Yep: they’re doing the thing that every flailing organization does when they can’t think of anything actually constructive to do: redesigning their website. In this case, they’ve decided that cat videos and mindless listicles are the key to political success:

“BuzzFeed’s eating everyone’s lunch,” said NRCC spokesman Gerrit Lansing. “They’re making people want to read and be cognizant of politics in a different way.”….The NRCC’s redesign includes a list of recent and popular posts.

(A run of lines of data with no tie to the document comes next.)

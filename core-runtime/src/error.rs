use thiserror::Error;

#[derive(Error, Debug)]
pub enum Error {
    #[error("Configuration error: {0}")]
    Config(String),

    #[error("Capability missing: {capability} - {message}")]
    CapabilityMissing { capability: String, message: String },
}

pub type Result<T> = std::result::Result<T, Error>;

Other changes include shorter posts, fewer menu items and a heavy helping of what now passes for social currency on the Web: snark.

The new site comes a few months into the beginning of a broader strategy to capture more of the social Web’s attention. To that end, the NRCC has begun dropping blog posts with headlines like “13 Animals That Are Really Bummed on Obamacare’s Third Birthday.” A recent image macro the NRCC posted on Facebook featured a photo of President Obama laughing below a caption mocking voters for believing his claims about health insurance premiums.

Well, who knows? It might work. They suckered me into writing about it, after all. Still, I have to say that the screenshots of the new site don’t really look all that BuzzFeedy to my professionally trained eye. In honor of the new site, then, I think we should come up with a list of listicles for the NRCC to try out. I’ll get us started:

  • 12 Ways That A Capital Gains Cut Will Benefit You
  • 10 Best Tea Party Costumes From CPAC
  • VIDEO: Republicans Promote Cat, Dog Adoption as “Antidote to Partisan Bickering”
  • 7 Heartbreaking Letters To Obama From Schoolchildren Asking Him Not To Destroy Their Future
  • GALLERY: Five Gruesome Abortion Photos
  • 17 Ways That Obama Has Made America Less Safe

Your turn. Give the NRCC your best ideas.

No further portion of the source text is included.